To our loyal customers, we’re giving the greatest meal in Bangkok
To give back to the community, lebua celebrates its second anniversary with a special emotional tourism trip. To thank those who have contributed to our success, we’re giving back to the community by bringing inspiration to those who have the influence to help the most. Since their opening, lebua and The Dome have become the top names in hospitality by offering the truly exceptional over and over again. Now we’d like to thank both our best customers and the great nation of Thailand with a very special “Emotional Tourism” event. On April 5, 2008, 50 of our top guests will be flown on a private jet to visit the elephant village of Surin, to bear witness to the dignity of their humble lives and inspire future charitable actions. Followed by an elite dinner at Pundarika Grand Hall at lebua, where Michelin-star chefs will prepare a once-in-a-lifetime inspirational dinner.
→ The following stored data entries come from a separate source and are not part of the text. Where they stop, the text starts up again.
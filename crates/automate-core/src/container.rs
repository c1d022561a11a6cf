//! The container abstraction.
//!
//! Chests, linked chests, auto-grabber hoppers and building output bins all
//! look the same to a network: a named inventory at some tiles that may allow
//! taking items, storing items, or both.

use crate::error::AutomateError;
use crate::id::{InventoryReferenceId, LocationId};
use crate::item::{Item, SharedInventory};
use crate::tile::TileArea;
use crate::tracked::{Tracked, TrackedStack};
use serde::{Deserialize, Serialize};

// ---------------------------------------------------------------------------
// Contract
// ---------------------------------------------------------------------------

/// An entity exposing an inventory of item stacks to a network.
pub trait Container {
    fn name(&self) -> &str;

    fn location(&self) -> &LocationId;

    fn area(&self) -> TileArea;

    /// Identity of the underlying inventory. Containers sharing one are
    /// enumerated once per network.
    fn inventory_ref(&self) -> InventoryReferenceId;

    /// Whether machines may take ingredients from this container.
    fn can_take(&self) -> bool;

    /// Whether machines may push output into this container.
    fn can_store(&self) -> bool;

    /// Number of slots in the underlying inventory.
    fn slot_capacity(&self) -> usize;

    /// Tracked stacks over every non-empty slot, in slot order.
    fn stacks(&self) -> Result<Vec<TrackedStack>, AutomateError>;

    /// How many of `item` would fit.
    fn space_for(&self, item: &Item) -> Result<u32, AutomateError>;

    /// Move as much of `stack` as fits into this container, reducing `stack`
    /// by the amount accepted. Returns the amount accepted.
    fn store(&self, stack: &mut dyn Tracked) -> Result<u32, AutomateError>;
}

// ---------------------------------------------------------------------------
// Chest containers
// ---------------------------------------------------------------------------

/// Per-chest automation options.
#[derive(Debug, Clone, Copy, PartialEq, Eq, Serialize, Deserialize)]
pub struct ChestOptions {
    /// Machines may take items out of this chest.
    pub take_items: bool,
    /// Machines may put items into this chest.
    pub store_items: bool,
}

impl Default for ChestOptions {
    fn default() -> Self {
        Self {
            take_items: true,
            store_items: true,
        }
    }
}

impl ChestOptions {
    /// Output-only: a bin machines fill but never take from.
    pub fn output_only() -> Self {
        Self {
            take_items: false,
            store_items: true,
        }
    }

    /// Input-only: a chest machines draw from but never fill.
    pub fn input_only() -> Self {
        Self {
            take_items: true,
            store_items: false,
        }
    }
}

/// A container backed by a [`SharedInventory`].
#[derive(Debug, Clone)]
pub struct ChestContainer {
    name: String,
    location: LocationId,
    area: TileArea,
    inventory: SharedInventory,
    options: ChestOptions,
}

impl ChestContainer {
    pub fn new(
        name: impl Into<String>,
        location: LocationId,
        area: TileArea,
        inventory: SharedInventory,
        options: ChestOptions,
    ) -> Self {
        Self {
            name: name.into(),
            location,
            area,
            inventory,
            options,
        }
    }

    pub fn inventory(&self) -> &SharedInventory {
        &self.inventory
    }

    pub fn options(&self) -> ChestOptions {
        self.options
    }
}

impl Container for ChestContainer {
    fn name(&self) -> &str {
        &self.name
    }

    fn location(&self) -> &LocationId {
        &self.location
    }

    fn area(&self) -> TileArea {
        self.area
    }

    fn inventory_ref(&self) -> InventoryReferenceId {
        self.inventory.reference_id()
    }

    fn can_take(&self) -> bool {
        self.options.take_items
    }

    fn can_store(&self) -> bool {
        self.options.store_items
    }

    fn slot_capacity(&self) -> usize {
        self.inventory.borrow().map(|inv| inv.capacity()).unwrap_or(0)
    }

    fn stacks(&self) -> Result<Vec<TrackedStack>, AutomateError> {
        let inventory = self.inventory.borrow()?;
        let stacks = inventory
            .slots()
            .iter()
            .enumerate()
            .filter(|(_, slot)| slot.is_some())
            .map(|(index, slot)| TrackedStack::new(self.inventory.slot_source(index), slot.as_ref()))
            .collect::<Result<Vec<_>, _>>()?;
        Ok(stacks)
    }

    fn space_for(&self, item: &Item) -> Result<u32, AutomateError> {
        Ok(self.inventory.borrow()?.space_for(item))
    }

    fn store(&self, stack: &mut dyn Tracked) -> Result<u32, AutomateError> {
        let Some(sample) = stack.sample().cloned() else {
            return Ok(0);
        };
        let amount = stack.count().min(self.space_for(&sample)?);
        if amount == 0 {
            return Ok(0);
        }

        let Some(taken) = stack.take(amount)? else {
            return Ok(0);
        };
        let overflow = self
            .inventory
            .borrow_mut()?
            .add(&taken.item, taken.quantity);
        if overflow > 0 {
            return Err(AutomateError::invalid_state(format!(
                "{} lost {overflow} {} after reporting free space",
                self.name, taken.item.name
            )));
        }
        Ok(taken.quantity)
    }
}

#[cfg(test)]
mod tests {
    use super::*;
    use crate::id::ItemTypeId;
    use crate::item::{Inventory, ItemCategory, ItemStack};
    use crate::tile::TilePosition;

    fn coal() -> Item {
        Item::new(ItemTypeId(382), "Coal", ItemCategory::BuildingResource, 15)
    }

    fn chest(inventory: SharedInventory, options: ChestOptions) -> ChestContainer {
        ChestContainer::new(
            "Chest",
            LocationId::new("Farm"),
            TileArea::single(TilePosition::new(0, 0)),
            inventory,
            options,
        )
    }

    #[test]
    fn stacks_skip_empty_slots() {
        let inv = SharedInventory::new(Inventory::new(4));
        {
            let mut guard = inv.borrow_mut().unwrap();
            let _ = guard.add(&coal(), 3);
        }
        let container = chest(inv, ChestOptions::default());
        let stacks = container.stacks().unwrap();
        assert_eq!(stacks.len(), 1);
        assert_eq!(stacks[0].count(), 3);
        assert_eq!(container.slot_capacity(), 4);
    }

    #[test]
    fn store_accepts_what_fits() {
        let inv = SharedInventory::new(Inventory::with_max_stack(1, 5));
        let container = chest(inv.clone(), ChestOptions::default());
        let mut output = TrackedStack::detached(&ItemStack::new(coal(), 8)).unwrap();

        assert_eq!(container.store(&mut output).unwrap(), 5);
        assert_eq!(output.count(), 3);
        assert_eq!(inv.borrow().unwrap().total(), 5);

        assert_eq!(container.store(&mut output).unwrap(), 0);
        assert_eq!(output.count(), 3);
    }

    #[test]
    fn options_control_direction() {
        let inv = SharedInventory::new(Inventory::new(1));
        let bin = chest(inv.clone(), ChestOptions::output_only());
        assert!(!bin.can_take());
        assert!(bin.can_store());

        let input = chest(inv, ChestOptions::input_only());
        assert!(input.can_take());
        assert!(!input.can_store());
    }

    #[test]
    fn linked_chests_share_reference() {
        let inv = SharedInventory::new(Inventory::new(1));
        let a = chest(inv.clone(), ChestOptions::default());
        let b = chest(inv, ChestOptions::default());
        assert_eq!(a.inventory_ref(), b.inventory_ref());
    }
}
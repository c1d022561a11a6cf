//! Preserves jar: fruit into jelly, vegetables into pickles.

use crate::catalog::{JELLY, PICKLES};
use crate::generic::{ObjectMachine, RecipeMachine, artisan_good};
use automate_core::fixed::Fixed64;
use automate_core::item::{ItemCategory, ItemStack, PreserveKind};
use automate_core::recipe::Recipe;

pub const MACHINE_TYPE: &str = "Preserves Jar";

const MINUTES: u32 = 4000;

pub fn recipes() -> Vec<Recipe> {
    let double = Fixed64::from_num(2);
    vec![
        Recipe::new(
            "Jelly",
            |item| item.category == ItemCategory::Fruit,
            1,
            move |fruit| {
                ItemStack::new(artisan_good(JELLY, "Jelly", PreserveKind::Jelly, fruit, double, 50), 1)
            },
            MINUTES,
        ),
        Recipe::new(
            "Pickles",
            |item| item.category == ItemCategory::Vegetable,
            1,
            move |vegetable| {
                ItemStack::new(
                    artisan_good(PICKLES, "Pickles", PreserveKind::Pickles, vegetable, double, 50),
                    1,
                )
            },
            MINUTES,
        ),
    ]
}

pub fn preserves_jar(object: ObjectMachine) -> RecipeMachine {
    RecipeMachine::new(object, recipes())
}
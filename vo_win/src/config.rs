//! Configuration management

use crate::error::{Result, VoError};
use crate::gl::GlVersion;
use crate::events::VoFlags;
use serde::{Deserialize, Serialize};
use std::path::{Path, PathBuf};

/// Top-level configuration shared read-only by every manager.
#[derive(Debug, Clone, Default, Serialize, Deserialize)]
#[serde(default)]
pub struct GlobalConfig {
    pub vo: VoOptions,
    pub logging: LoggingConfig,
}

/// Window and context options
#[derive(Debug, Clone, Serialize, Deserialize)]
#[serde(default)]
pub struct VoOptions {
    /// X display to connect to; `$DISPLAY` when unset.
    pub x11_display: Option<String>,
    pub title: String,
    pub width: u32,
    pub height: u32,
    pub monitor_pixel_aspect: f64,
    /// Requested GL version as "major.minor".
    pub gl_version: String,
    pub alpha: bool,
    pub stereo: bool,
    pub gl_debug: bool,
    pub start_hidden: bool,
}

/// Logging configuration
#[derive(Debug, Clone, Serialize, Deserialize)]
#[serde(default)]
pub struct LoggingConfig {
    pub level: String,
    pub log_to_file: bool,
    pub log_dir: Option<PathBuf>,
    pub max_file_size: u64,
    pub max_files: usize,
}

impl Default for VoOptions {
    fn default() -> Self {
        Self {
            x11_display: None,
            title: "vo_win".to_string(),
            width: 640,
            height: 480,
            monitor_pixel_aspect: 1.0,
            gl_version: "3.2".to_string(),
            alpha: false,
            stereo: false,
            gl_debug: false,
            start_hidden: false,
        }
    }
}

impl Default for LoggingConfig {
    fn default() -> Self {
        Self {
            level: "info".to_string(),
            log_to_file: false,
            log_dir: None,
            max_file_size: 10_000_000, // 10MB
            max_files: 5,
        }
    }
}

impl VoOptions {
    pub fn gl_version(&self) -> Result<GlVersion> {
        self.gl_version.parse()
    }

    /// Context flags requested by the options.
    pub fn context_flags(&self) -> VoFlags {
        let mut flags = VoFlags::empty();
        flags.set(VoFlags::ALPHA, self.alpha);
        flags.set(VoFlags::STEREO, self.stereo);
        flags.set(VoFlags::GL_DEBUG, self.gl_debug);
        flags.set(VoFlags::HIDDEN, self.start_hidden);
        flags
    }
}

impl GlobalConfig {
    /// Load from the per-user config file, or defaults if there is none.
    pub fn load() -> Result<Self> {
        let config_path = Self::config_file_path()?;

        if config_path.exists() {
            let config = Self::load_from(&config_path)?;
            log::info!("Loaded configuration from {:?}", config_path);
            Ok(config)
        } else {
            log::debug!("No configuration at {:?}, using defaults", config_path);
            Ok(Self::default())
        }
    }

    pub fn load_from(path: &Path) -> Result<Self> {
        let content = std::fs::read_to_string(path)
            .map_err(|e| VoError::config(format!("Failed to read config file: {}", e)))?;

        let mut config: GlobalConfig = toml::from_str(&content)?;
        config.validate()?;
        Ok(config)
    }

    pub fn save_to(&self, path: &Path) -> Result<()> {
        if let Some(parent) = path.parent() {
            std::fs::create_dir_all(parent).map_err(|e| {
                VoError::config(format!("Failed to create config directory: {}", e))
            })?;
        }

        let content = toml::to_string_pretty(self)?;
        std::fs::write(path, content)
            .map_err(|e| VoError::config(format!("Failed to write config file: {}", e)))?;
        Ok(())
    }

    pub fn config_file_path() -> Result<PathBuf> {
        let config_dir = dirs::config_dir()
            .ok_or_else(|| VoError::config("Cannot determine config directory"))?;

        Ok(config_dir.join("vo_win").join("config.toml"))
    }

    /// Clamp values into usable ranges; reject ones that cannot be repaired.
    pub fn validate(&mut self) -> Result<()> {
        self.vo.width = self.vo.width.max(1);
        self.vo.height = self.vo.height.max(1);
        if !(self.vo.monitor_pixel_aspect.is_finite() && self.vo.monitor_pixel_aspect > 0.0) {
            self.vo.monitor_pixel_aspect = 1.0;
        }
        self.vo.gl_version()?;

        self.logging.max_file_size = self.logging.max_file_size.max(1_000_000); // At least 1MB
        self.logging.max_files = self.logging.max_files.clamp(1, 20);

        Ok(())
    }
}
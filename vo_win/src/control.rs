// src/control.rs

/// Requests for the generic `control` channel.
///
/// Query variants carry an output slot the backend fills in when it
/// answers `ControlReply::True`.
#[derive(Debug, Clone, PartialEq)]
pub enum ControlRequest {
    /// Per-channel (red, green, blue) color depth of the drawable.
    GetBitDepth(Option<[i32; 3]>),
    SetTitle(String),
    Fullscreen(bool),
    /// Current drawable size in pixels.
    GetWindowSize(Option<(i32, i32)>),
}

impl ControlRequest {
    pub fn bit_depth() -> Self {
        Self::GetBitDepth(None)
    }

    pub fn window_size() -> Self {
        Self::GetWindowSize(None)
    }

    pub fn name(&self) -> &'static str {
        match self {
            Self::GetBitDepth(_) => "get-bit-depth",
            Self::SetTitle(_) => "set-title",
            Self::Fullscreen(_) => "fullscreen",
            Self::GetWindowSize(_) => "get-window-size",
        }
    }
}

#[derive(Debug, Clone, Copy, PartialEq, Eq)]
pub enum ControlReply {
    True,
    False,
    /// The backend does not handle this request.
    NotImplemented,
}

impl ControlReply {
    pub fn is_true(self) -> bool {
        self == Self::True
    }
}

impl From<bool> for ControlReply {
    fn from(ok: bool) -> Self {
        if ok {
            Self::True
        } else {
            Self::False
        }
    }
}
//! State shared between a manager and its backend.

use crate::config::GlobalConfig;
use crate::error::Result;
use crate::events::{InputEvent, InputSink, PendingEvents, VoEvents};
use crate::logging::LogChannel;
use crate::backend::api::Wakeup;
use crate::vo_trace;
use std::os::fd::{AsFd, BorrowedFd, RawFd};
use std::sync::Arc;
use std::time::Instant;
use vo_doorbell::{poll_readable, Doorbell};

/// Drawable size as last reported by the backend.
///
/// All zero until the backend has established a drawable.
#[derive(Debug, Clone, Copy, PartialEq, Default)]
pub struct WindowSize {
    pub w: i32,
    pub h: i32,
    pub monitor_par: f64,
}

/// Source video geometry used by `reconfig_vo`.
#[derive(Debug, Clone, Copy, PartialEq)]
pub struct VideoParams {
    pub w: i32,
    pub h: i32,
    /// Pixel aspect ratio of the source.
    pub par: f64,
}

impl VideoParams {
    pub fn new(w: i32, h: i32) -> Self {
        Self { w, h, par: 1.0 }
    }

    /// Size the video should be displayed at, stretching one axis for non-square pixels.
    pub fn display_size(&self) -> (i32, i32) {
        if !(self.par.is_finite() && self.par > 0.0) || self.par == 1.0 {
            return (self.w, self.h);
        }
        if self.par > 1.0 {
            ((self.w as f64 * self.par).round() as i32, self.h)
        } else {
            (self.w, (self.h as f64 / self.par).round() as i32)
        }
    }
}

/// Per-instance data a backend reads and updates.
pub struct WinHandle {
    pub log: LogChannel,
    pub global: Arc<GlobalConfig>,
    pub input: Option<Arc<dyn InputSink>>,
    pub driver_name: &'static str,
    pub probing: bool,
    size: WindowSize,
    pending: Arc<PendingEvents>,
    event_fd: Option<RawFd>,
    doorbell: Arc<Doorbell>,
    /// What `wakeup_event_fd` rings; the manager installs the backend's waker.
    waker: Arc<dyn Wakeup>,
}

impl WinHandle {
    pub(crate) fn new(
        log: LogChannel,
        global: Arc<GlobalConfig>,
        input: Option<Arc<dyn InputSink>>,
        driver_name: &'static str,
        probing: bool,
    ) -> Result<Self> {
        let doorbell = Arc::new(Doorbell::new()?);
        Ok(Self {
            log,
            global,
            input,
            driver_name,
            probing,
            size: WindowSize::default(),
            pending: Arc::new(PendingEvents::new()),
            event_fd: None,
            waker: doorbell.clone(),
            doorbell,
        })
    }

    /// Publish the drawable size. Backends call this whenever it changes.
    pub fn set_size(&mut self, w: i32, h: i32) {
        self.size = WindowSize {
            w,
            h,
            monitor_par: self.global.vo.monitor_pixel_aspect,
        };
    }

    pub fn size(&self) -> WindowSize {
        self.size
    }

    pub fn signal_event(&self, events: VoEvents) {
        self.pending.merge(events);
    }

    pub fn pending(&self) -> &Arc<PendingEvents> {
        &self.pending
    }

    pub fn doorbell(&self) -> &Arc<Doorbell> {
        &self.doorbell
    }

    pub fn put_input(&self, event: InputEvent) {
        if let Some(input) = &self.input {
            input.put(event);
        }
    }

    /// Register the backend's readiness descriptor for `wait_event_fd`.
    ///
    /// The descriptor must stay open until it is unregistered with `None`.
    pub fn set_event_fd(&mut self, fd: Option<RawFd>) {
        self.event_fd = fd;
    }

    pub fn event_fd(&self) -> Option<RawFd> {
        self.event_fd
    }

    /// Sleep until the backend descriptor is readable, the doorbell rings,
    /// or `until` passes. One call never sleeps longer than 10 seconds.
    ///
    /// A ring is consumed here, so callers should re-check their sources
    /// after this returns.
    pub fn wait_event_fd(&self, until: Instant) -> Result<()> {
        let timeout = until.saturating_duration_since(Instant::now());
        let mut fds: Vec<BorrowedFd<'_>> = Vec::with_capacity(2);
        fds.push(self.doorbell.as_fd());
        if let Some(raw) = self.event_fd {
            // SAFETY: backends keep the descriptor open while it is registered.
            fds.push(unsafe { BorrowedFd::borrow_raw(raw) });
        }

        let ready = poll_readable(&fds, Some(timeout))?;
        if ready[0] {
            vo_trace!(self.log, "woken by doorbell");
            self.doorbell.drain()?;
        }
        Ok(())
    }

    /// Interrupt the wait of whichever manager owns the event loop.
    ///
    /// For a backend that delegates waiting to a nested manager this rings
    /// the nested manager's doorbell.
    pub fn wakeup_event_fd(&self) {
        self.waker.wakeup();
    }

    pub(crate) fn set_waker(&mut self, waker: Arc<dyn Wakeup>) {
        self.waker = waker;
    }
}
The principal owner of lebua is the family of Rasi Bualert. She always gets tagged as “arms dealer” which seems a bit unfair. Too narrow. Their real estate empire went spectacularly bankrupt after 1997, but they kept going by refusing to repay their creditors. Last June, the Supreme Court ruled that they had to repay 10 billion baht to Bangkok Bank, but I don’t know whether they complied. Their biggest debt was to Krung Thai. The Bualert acquired the building now housing lebua from the developer and architect Rangsan Torsuwan after he was charged with masterminding the attempted murder of the chief judge of the Supreme Court.